■ **Activity**: A complete answer lists every line of the entries below where the string "second" appears.

■ **Records for this exercise**:
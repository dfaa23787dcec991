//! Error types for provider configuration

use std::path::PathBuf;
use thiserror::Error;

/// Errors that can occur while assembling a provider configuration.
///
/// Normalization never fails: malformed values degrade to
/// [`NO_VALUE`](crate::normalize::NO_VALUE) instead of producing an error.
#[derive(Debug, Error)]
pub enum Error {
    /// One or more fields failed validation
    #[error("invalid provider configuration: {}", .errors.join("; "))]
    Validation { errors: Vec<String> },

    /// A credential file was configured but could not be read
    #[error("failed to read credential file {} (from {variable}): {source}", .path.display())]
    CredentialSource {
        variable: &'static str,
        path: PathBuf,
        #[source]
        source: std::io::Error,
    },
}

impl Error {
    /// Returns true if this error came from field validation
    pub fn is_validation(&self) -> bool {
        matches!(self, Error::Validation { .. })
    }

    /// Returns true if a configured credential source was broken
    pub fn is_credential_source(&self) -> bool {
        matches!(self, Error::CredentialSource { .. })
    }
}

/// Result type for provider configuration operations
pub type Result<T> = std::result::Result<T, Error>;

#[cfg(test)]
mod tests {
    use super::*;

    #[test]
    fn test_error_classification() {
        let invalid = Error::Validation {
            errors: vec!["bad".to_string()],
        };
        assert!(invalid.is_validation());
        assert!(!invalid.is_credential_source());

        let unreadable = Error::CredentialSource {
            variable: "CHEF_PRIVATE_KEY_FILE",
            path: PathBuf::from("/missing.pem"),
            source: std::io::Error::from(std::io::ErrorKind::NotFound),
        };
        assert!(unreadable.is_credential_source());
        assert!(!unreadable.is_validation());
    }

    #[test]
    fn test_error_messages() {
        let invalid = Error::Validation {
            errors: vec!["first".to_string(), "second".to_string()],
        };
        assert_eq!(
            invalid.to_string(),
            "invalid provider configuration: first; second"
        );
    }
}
---
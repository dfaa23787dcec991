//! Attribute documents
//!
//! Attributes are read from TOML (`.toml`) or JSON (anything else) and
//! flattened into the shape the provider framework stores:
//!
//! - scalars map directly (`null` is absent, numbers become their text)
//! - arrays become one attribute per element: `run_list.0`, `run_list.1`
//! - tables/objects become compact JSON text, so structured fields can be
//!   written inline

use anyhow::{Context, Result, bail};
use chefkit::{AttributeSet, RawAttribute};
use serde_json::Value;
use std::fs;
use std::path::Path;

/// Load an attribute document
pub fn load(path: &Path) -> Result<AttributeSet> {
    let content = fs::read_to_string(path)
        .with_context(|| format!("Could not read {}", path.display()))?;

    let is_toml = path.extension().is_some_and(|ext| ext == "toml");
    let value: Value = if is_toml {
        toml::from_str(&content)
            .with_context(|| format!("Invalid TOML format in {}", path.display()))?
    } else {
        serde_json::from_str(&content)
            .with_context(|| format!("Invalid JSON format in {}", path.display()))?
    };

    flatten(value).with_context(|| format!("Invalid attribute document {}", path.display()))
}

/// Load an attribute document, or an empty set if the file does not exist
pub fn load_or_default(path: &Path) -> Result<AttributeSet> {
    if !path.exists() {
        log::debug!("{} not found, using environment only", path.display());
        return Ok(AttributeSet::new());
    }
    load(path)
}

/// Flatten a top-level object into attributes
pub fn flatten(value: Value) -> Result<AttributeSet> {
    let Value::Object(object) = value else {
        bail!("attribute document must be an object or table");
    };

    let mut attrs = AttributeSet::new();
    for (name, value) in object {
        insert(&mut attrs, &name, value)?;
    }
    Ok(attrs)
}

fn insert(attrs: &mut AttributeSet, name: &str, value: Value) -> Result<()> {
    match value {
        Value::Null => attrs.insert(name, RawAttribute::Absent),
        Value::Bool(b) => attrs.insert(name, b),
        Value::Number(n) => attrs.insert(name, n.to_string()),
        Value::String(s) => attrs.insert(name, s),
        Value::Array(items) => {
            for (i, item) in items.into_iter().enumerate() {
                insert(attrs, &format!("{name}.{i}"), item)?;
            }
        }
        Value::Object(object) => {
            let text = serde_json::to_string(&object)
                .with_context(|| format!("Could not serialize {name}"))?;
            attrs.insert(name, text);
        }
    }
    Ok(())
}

■ **Solution to the problem**:
            errors: vec!["first".to_string(), "second".to_string()],
            "invalid provider configuration: first; second"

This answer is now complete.